(Collected data entries)
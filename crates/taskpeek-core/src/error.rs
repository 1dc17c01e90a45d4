//! # Error Types
//!
//! General error handling for the inspector.
//!
//! We use `thiserror` to generate the `Error` implementations and messages.

use thiserror::Error;

/// Main error type for inspector operations
///
/// ## Error Categories
///
/// 1. **Launch errors**: `ChannelFailed`, `SpawnFailed`, `ExecFailed`. Fatal before the
///    control loop starts.
/// 2. **Attach errors**: `ProcessNotFound`, `PermissionDenied`, `AttachFailed`,
///    `NotAttached`, `CapabilityRevoked`. Recoverable; attach is retried on the next request.
/// 3. **Memory errors**: `ReadFailed`, `WriteFailed`. Recoverable per request.
/// 4. **Platform errors**: `MachError` (macOS-specific), `Unsupported`
/// 5. **I/O errors**: `Io`
#[derive(Error, Debug)]
pub enum PeekError
{
    /// The process with the given PID doesn't exist or has exited
    #[error("Process not found: PID {0}")]
    ProcessNotFound(u32),

    /// Insufficient privilege to inspect the target process
    ///
    /// - **Linux**: opening `/proc/<pid>/mem` failed the kernel's ptrace access check
    ///   (Yama `ptrace_scope`, a different UID, or a non-dumpable target)
    /// - **macOS**: `task_for_pid()` was refused; run with `sudo` or sign with the
    ///   debugger entitlement
    #[error("Permission denied: {0}")]
    PermissionDenied(String),

    /// Invalid argument passed to an inspector function
    #[error("Invalid argument: {0}")]
    InvalidArgument(String),

    /// Failed to attach to a process for a reason not covered by a more specific variant
    #[error("Failed to attach to process: {0}")]
    AttachFailed(String),

    /// Operation requires an attached session
    #[error("Not attached to a process")]
    NotAttached,

    /// The capability was valid once but the target has since gone away
    #[error("Capability for PID {0} was revoked (target exited or detached)")]
    CapabilityRevoked(u32),

    /// A privileged read from the target's address space failed
    #[error("Failed to read {len} byte(s) at 0x{address:x}: {details}")]
    ReadFailed
    {
        /// Start of the requested range
        address: u64,
        /// Requested length in bytes
        len: usize,
        /// Platform-specific reason
        details: String,
    },

    /// A privileged write into the target's address space failed
    #[error("Failed to write {len} byte(s) at 0x{address:x}: {details}")]
    WriteFailed
    {
        /// Start of the written range
        address: u64,
        /// Number of bytes we tried to write
        len: usize,
        /// Platform-specific reason
        details: String,
    },

    /// The request channel could not be created or read
    #[error("Request channel failure: {0}")]
    ChannelFailed(String),

    /// The OS refused to create the target process
    #[error("Failed to create target process: {0}")]
    SpawnFailed(String),

    /// The target process was created but its image could not be executed
    #[error("Failed to execute '{program}': {details}")]
    ExecFailed
    {
        /// Program path that was launched
        program: String,
        /// Reason reported by the OS
        details: String,
    },

    /// No debug engine exists for this platform
    #[error("Unsupported platform: {0}")]
    Unsupported(String),

    /// macOS-specific Mach API error
    #[cfg(target_os = "macos")]
    #[error("Mach API error: {0}")]
    MachError(#[from] crate::platform::macos::error::MachError),

    /// I/O error
    #[error("IO error: {0}")]
    Io(#[from] std::io::Error),
}

impl PeekError
{
    /// Errors that abort startup before the control loop begins.
    pub fn is_launch_error(&self) -> bool
    {
        matches!(
            self,
            PeekError::ChannelFailed(_) | PeekError::SpawnFailed(_) | PeekError::ExecFailed { .. }
        )
    }

    /// Errors after which a cached session must not be reused.
    pub fn invalidates_session(&self) -> bool
    {
        matches!(
            self,
            PeekError::ProcessNotFound(_) | PeekError::CapabilityRevoked(_) | PeekError::NotAttached
        )
    }
}

/// Convenience type alias for `Result<T, PeekError>`
///
/// ```rust
/// use taskpeek_core::error::PeekResult;
/// fn foo() -> PeekResult<()>
/// {
///     Ok(())
/// }
/// ```
pub type PeekResult<T> = std::result::Result<T, PeekError>;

TASK PROMPT –
Copy each line of the data exactly, please.

SOLUTION TO THIS EXERCISE –
filename crates/taskpeek-core/src/error.rs
repository 1dc17c01e90a45d4
//! # Error Types
//!
//! General error handling for the inspector.
//!
//! We use `thiserror` to generate the `Error` implementations and messages.

use thiserror::Error;

/// Main error type for inspector operations
///
/// ## Error Categories
///
/// 1. **Launch errors**: `ChannelFailed`, `SpawnFailed`, `ExecFailed`. Fatal before the
///    control loop starts.
/// 2. **Attach errors**: `ProcessNotFound`, `PermissionDenied`, `AttachFailed`,
///    `NotAttached`, `CapabilityRevoked`. Recoverable; attach is retried on the next request.
/// 3. **Memory errors**: `ReadFailed`, `WriteFailed`. Recoverable per request.
/// 4. **Platform errors**: `MachError` (macOS-specific), `Unsupported`
/// 5. **I/O errors**: `Io`
#[derive(Error, Debug)]
pub enum PeekError
{
    /// The process with the given PID doesn't exist or has exited
    #[error("Process not found: PID {0}")]
    ProcessNotFound(u32),

    /// Insufficient privilege to inspect the target process
    ///
    /// - **Linux**: opening `/proc/<pid>/mem` failed the kernel's ptrace access check
    ///   (Yama `ptrace_scope`, a different UID, or a non-dumpable target)
    /// - **macOS**: `task_for_pid()` was refused; run with `sudo` or sign with the
    ///   debugger entitlement
    #[error("Permission denied: {0}")]
    PermissionDenied(String),

    /// Invalid argument passed to an inspector function
    #[error("Invalid argument: {0}")]
    InvalidArgument(String),

    /// Failed to attach to a process for a reason not covered by a more specific variant
    #[error("Failed to attach to process: {0}")]
    AttachFailed(String),

    /// Operation requires an attached session
    #[error("Not attached to a process")]
    NotAttached,

    /// The capability was valid once but the target has since gone away
    #[error("Capability for PID {0} was revoked (target exited or detached)")]
    CapabilityRevoked(u32),

    /// A privileged read from the target's address space failed
    #[error("Failed to read {len} byte(s) at 0x{address:x}: {details}")]
    ReadFailed
    {
        /// Start of the requested range
        address: u64,
        /// Requested length in bytes
        len: usize,
        /// Platform-specific reason
        details: String,
    },

    /// A privileged write into the target's address space failed
    #[error("Failed to write {len} byte(s) at 0x{address:x}: {details}")]
    WriteFailed
    {
        /// Start of the written range
        address: u64,
        /// Number of bytes we tried to write
        len: usize,
        /// Platform-specific reason
        details: String,
    },

    /// The request channel could not be created or read
    #[error("Request channel failure: {0}")]
    ChannelFailed(String),

    /// The OS refused to create the target process
    #[error("Failed to create target process: {0}")]
    SpawnFailed(String),

    /// The target process was created but its image could not be executed
    #[error("Failed to execute '{program}': {details}")]
    ExecFailed
    {
        /// Program path that was launched
        program: String,
        /// Reason reported by the OS
        details: String,
    },

    /// No debug engine exists for this platform
    #[error("Unsupported platform: {0}")]
    Unsupported(String),

    /// macOS-specific Mach API error
    #[cfg(target_os = "macos")]
    #[error("Mach API error: {0}")]
    MachError(#[from] crate::platform::macos::error::MachError),

    /// I/O error
    #[error("IO error: {0}")]
    Io(#[from] std::io::Error),
}

impl PeekError
{
    /// Errors that abort startup before the control loop begins.
    pub fn is_launch_error(&self) -> bool
    {
        matches!(
            self,
            PeekError::ChannelFailed(_) | PeekError::SpawnFailed(_) | PeekError::ExecFailed { .. }
        )
    }

    /// Errors after which a cached session must not be reused.
    pub fn invalidates_session(&self) -> bool
    {
        matches!(
            self,
            PeekError::ProcessNotFound(_) | PeekError::CapabilityRevoked(_) | PeekError::NotAttached
        )
    }
}

/// Convenience type alias for `Result<T, PeekError>`
///
/// ```rust
/// use taskpeek_core::error::PeekResult;
/// fn foo() -> PeekResult<()>
/// {
///     Ok(())
/// }
/// ```
pub type PeekResult<T> = std::result::Result<T, PeekError>;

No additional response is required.